WHAT NEEDS TO BE DONE: For the records below, tally the lines that include the word "ResourceObservation" and give only the tally.

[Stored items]
---
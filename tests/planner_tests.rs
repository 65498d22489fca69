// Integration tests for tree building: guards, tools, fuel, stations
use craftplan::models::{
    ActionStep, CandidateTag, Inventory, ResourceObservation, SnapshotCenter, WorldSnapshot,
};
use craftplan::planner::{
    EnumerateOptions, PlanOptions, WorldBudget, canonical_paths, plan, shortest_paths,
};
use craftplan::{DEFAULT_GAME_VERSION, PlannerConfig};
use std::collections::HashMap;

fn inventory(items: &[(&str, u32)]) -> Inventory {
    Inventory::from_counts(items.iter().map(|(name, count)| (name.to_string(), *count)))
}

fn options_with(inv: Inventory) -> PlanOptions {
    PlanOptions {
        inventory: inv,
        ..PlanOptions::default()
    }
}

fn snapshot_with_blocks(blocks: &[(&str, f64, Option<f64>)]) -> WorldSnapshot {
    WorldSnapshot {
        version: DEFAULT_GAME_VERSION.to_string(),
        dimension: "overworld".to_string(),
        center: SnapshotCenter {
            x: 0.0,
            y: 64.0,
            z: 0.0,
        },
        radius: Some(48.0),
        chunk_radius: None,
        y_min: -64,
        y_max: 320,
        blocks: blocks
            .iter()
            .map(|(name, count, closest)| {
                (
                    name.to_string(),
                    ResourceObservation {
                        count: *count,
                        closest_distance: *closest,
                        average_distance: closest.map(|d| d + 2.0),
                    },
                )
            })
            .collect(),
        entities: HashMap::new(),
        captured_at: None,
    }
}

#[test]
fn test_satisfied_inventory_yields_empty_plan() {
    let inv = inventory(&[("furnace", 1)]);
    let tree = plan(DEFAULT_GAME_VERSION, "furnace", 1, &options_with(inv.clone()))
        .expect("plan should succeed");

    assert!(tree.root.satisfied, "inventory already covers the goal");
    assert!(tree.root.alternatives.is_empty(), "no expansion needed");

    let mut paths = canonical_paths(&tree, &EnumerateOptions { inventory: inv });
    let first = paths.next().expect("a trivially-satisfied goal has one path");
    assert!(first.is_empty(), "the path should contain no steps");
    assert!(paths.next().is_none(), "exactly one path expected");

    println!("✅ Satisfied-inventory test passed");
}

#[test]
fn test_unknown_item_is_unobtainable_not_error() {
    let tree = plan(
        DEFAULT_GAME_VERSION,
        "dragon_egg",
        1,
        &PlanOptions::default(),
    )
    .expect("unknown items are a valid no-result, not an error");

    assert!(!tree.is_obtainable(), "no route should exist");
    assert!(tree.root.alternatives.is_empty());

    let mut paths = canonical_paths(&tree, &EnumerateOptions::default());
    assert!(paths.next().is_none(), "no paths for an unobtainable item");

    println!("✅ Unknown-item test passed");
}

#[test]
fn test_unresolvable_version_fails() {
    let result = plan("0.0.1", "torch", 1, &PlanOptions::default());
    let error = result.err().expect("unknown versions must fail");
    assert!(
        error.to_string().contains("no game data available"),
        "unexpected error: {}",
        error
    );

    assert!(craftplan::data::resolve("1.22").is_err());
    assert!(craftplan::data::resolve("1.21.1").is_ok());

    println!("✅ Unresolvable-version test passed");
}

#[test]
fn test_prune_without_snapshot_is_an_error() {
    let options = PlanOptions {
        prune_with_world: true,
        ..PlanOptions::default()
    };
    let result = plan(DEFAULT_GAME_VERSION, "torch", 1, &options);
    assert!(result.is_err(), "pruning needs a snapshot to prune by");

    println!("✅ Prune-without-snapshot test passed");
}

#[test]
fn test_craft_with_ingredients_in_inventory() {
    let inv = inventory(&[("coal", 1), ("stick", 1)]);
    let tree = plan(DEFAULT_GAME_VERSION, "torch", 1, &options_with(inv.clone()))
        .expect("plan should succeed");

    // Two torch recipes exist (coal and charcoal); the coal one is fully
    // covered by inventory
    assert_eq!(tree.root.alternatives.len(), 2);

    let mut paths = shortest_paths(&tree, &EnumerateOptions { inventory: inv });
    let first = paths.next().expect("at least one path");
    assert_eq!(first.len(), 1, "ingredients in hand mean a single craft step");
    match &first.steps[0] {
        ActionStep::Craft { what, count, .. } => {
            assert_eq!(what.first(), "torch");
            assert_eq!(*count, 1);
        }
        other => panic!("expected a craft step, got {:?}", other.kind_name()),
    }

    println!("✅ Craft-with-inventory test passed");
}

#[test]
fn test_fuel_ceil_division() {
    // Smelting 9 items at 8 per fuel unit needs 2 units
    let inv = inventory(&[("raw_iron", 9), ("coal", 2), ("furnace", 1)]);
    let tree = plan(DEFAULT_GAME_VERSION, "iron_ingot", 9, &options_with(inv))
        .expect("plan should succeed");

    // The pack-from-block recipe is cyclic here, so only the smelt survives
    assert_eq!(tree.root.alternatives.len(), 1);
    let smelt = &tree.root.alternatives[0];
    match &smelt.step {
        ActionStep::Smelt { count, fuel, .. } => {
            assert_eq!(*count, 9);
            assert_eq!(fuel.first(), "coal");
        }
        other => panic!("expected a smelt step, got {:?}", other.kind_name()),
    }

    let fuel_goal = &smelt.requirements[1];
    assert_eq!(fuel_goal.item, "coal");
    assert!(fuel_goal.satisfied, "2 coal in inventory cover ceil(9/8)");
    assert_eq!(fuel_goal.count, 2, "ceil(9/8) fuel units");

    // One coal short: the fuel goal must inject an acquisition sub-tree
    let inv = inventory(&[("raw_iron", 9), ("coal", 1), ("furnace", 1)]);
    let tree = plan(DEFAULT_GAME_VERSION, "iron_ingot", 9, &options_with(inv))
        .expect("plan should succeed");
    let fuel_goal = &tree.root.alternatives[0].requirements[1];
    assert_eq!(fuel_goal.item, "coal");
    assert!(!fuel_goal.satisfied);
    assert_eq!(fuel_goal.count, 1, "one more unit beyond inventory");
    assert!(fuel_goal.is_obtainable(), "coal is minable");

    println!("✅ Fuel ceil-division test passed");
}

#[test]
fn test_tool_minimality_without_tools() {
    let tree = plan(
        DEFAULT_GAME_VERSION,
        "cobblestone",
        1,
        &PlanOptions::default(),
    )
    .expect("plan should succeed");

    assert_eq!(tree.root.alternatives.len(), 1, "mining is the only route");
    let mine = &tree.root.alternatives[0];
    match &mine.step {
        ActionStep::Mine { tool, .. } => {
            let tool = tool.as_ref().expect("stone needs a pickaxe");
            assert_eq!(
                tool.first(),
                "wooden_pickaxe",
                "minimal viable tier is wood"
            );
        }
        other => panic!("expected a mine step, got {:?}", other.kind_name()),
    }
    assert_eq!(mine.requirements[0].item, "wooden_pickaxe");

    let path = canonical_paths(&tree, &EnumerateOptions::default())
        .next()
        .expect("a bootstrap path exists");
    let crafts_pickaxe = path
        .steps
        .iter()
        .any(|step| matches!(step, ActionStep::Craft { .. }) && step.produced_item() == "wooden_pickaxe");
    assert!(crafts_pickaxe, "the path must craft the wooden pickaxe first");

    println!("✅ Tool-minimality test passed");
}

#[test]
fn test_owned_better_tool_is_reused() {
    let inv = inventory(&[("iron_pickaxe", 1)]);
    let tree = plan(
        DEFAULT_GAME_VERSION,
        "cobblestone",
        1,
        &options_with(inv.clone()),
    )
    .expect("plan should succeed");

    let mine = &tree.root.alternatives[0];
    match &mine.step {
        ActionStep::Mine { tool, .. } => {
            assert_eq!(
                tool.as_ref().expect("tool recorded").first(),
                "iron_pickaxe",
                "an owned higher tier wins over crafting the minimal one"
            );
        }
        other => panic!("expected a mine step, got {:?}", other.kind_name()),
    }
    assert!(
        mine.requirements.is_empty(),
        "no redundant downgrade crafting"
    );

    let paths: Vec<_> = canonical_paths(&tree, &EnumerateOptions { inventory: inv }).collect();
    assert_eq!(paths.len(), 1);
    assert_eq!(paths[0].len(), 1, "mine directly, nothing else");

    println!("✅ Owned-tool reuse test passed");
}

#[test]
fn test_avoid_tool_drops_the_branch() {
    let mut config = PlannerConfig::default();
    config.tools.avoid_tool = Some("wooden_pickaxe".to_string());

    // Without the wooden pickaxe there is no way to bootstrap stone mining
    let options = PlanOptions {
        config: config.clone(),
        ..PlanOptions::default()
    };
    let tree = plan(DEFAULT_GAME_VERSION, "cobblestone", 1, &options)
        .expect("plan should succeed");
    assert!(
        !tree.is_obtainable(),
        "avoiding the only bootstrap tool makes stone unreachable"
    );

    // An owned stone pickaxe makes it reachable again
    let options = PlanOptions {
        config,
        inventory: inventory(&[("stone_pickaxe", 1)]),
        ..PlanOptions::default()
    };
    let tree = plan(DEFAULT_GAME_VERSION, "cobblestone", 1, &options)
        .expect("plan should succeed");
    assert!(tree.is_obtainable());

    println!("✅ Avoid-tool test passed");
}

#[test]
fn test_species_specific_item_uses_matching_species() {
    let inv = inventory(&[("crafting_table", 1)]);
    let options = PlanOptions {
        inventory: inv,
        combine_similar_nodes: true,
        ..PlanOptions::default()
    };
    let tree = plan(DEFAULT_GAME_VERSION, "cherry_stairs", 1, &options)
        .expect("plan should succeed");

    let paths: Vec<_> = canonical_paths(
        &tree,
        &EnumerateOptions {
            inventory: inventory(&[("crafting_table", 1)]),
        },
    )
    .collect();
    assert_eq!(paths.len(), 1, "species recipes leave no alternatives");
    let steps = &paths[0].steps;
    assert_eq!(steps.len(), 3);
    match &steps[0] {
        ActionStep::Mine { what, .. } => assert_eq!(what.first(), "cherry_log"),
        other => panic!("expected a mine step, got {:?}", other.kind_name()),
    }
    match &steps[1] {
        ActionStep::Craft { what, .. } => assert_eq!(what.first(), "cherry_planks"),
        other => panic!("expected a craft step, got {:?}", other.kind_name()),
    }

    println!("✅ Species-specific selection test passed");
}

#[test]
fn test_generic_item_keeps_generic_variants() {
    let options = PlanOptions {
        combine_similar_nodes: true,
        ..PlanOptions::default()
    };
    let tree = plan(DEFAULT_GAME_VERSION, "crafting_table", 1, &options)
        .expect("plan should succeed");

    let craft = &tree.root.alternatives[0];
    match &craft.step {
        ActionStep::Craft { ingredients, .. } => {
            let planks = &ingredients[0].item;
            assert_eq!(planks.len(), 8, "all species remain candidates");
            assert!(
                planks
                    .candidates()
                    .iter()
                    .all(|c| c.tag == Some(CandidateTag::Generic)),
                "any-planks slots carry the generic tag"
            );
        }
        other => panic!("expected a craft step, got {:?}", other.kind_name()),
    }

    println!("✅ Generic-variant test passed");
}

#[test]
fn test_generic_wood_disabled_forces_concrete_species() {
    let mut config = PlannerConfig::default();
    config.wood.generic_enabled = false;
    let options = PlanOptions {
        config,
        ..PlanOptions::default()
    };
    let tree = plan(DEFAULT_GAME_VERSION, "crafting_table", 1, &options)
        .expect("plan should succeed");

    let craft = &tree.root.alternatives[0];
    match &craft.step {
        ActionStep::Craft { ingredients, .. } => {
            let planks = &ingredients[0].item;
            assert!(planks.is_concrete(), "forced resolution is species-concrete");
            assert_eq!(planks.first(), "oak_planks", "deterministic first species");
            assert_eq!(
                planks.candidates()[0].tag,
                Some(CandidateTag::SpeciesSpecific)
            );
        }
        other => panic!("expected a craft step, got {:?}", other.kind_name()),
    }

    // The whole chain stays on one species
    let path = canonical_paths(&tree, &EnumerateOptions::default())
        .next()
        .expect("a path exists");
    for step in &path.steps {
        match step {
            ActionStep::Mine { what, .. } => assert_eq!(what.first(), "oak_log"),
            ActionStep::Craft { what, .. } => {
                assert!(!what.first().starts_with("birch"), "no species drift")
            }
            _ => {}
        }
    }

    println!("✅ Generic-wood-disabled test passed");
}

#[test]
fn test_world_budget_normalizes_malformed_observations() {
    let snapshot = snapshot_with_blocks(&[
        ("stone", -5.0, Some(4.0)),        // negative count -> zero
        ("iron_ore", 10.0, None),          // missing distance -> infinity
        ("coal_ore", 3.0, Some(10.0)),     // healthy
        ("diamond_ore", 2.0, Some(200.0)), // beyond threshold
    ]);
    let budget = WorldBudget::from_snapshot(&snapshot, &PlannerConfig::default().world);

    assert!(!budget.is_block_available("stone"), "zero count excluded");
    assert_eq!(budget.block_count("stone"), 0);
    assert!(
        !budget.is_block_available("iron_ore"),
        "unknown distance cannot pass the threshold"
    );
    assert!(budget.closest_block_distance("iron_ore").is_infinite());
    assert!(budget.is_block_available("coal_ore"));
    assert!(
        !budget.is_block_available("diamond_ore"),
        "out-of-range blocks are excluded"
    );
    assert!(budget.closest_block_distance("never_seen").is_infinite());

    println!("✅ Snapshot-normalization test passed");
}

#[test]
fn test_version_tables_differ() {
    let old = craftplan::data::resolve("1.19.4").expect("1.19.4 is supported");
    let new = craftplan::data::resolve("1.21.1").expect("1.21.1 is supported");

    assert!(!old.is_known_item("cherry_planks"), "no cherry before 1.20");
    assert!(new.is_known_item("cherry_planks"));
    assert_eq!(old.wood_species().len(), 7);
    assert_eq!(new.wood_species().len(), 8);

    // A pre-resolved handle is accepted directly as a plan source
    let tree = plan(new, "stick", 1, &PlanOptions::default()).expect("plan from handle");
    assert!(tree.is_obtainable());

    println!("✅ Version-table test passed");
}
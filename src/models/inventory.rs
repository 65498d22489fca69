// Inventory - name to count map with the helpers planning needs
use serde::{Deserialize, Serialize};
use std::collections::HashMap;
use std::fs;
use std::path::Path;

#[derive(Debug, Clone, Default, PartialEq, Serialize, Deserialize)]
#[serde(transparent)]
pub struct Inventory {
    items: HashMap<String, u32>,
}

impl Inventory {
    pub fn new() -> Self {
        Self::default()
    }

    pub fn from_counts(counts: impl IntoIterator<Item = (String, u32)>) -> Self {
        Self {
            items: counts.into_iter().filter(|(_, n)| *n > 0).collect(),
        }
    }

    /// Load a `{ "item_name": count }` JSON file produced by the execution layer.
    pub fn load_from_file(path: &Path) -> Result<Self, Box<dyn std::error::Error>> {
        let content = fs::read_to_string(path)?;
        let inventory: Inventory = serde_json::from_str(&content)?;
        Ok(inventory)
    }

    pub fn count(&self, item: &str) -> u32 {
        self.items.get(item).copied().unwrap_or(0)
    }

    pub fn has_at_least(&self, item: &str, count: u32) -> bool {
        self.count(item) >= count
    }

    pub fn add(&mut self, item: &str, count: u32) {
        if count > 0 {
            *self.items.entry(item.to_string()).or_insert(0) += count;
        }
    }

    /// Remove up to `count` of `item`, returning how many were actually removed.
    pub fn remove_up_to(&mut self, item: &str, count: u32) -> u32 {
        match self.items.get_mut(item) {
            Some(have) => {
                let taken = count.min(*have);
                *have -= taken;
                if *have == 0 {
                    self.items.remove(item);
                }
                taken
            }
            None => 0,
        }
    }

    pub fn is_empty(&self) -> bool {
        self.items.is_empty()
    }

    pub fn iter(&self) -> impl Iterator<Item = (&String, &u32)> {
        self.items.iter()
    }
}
---
EXERCISE OUTPUT: 2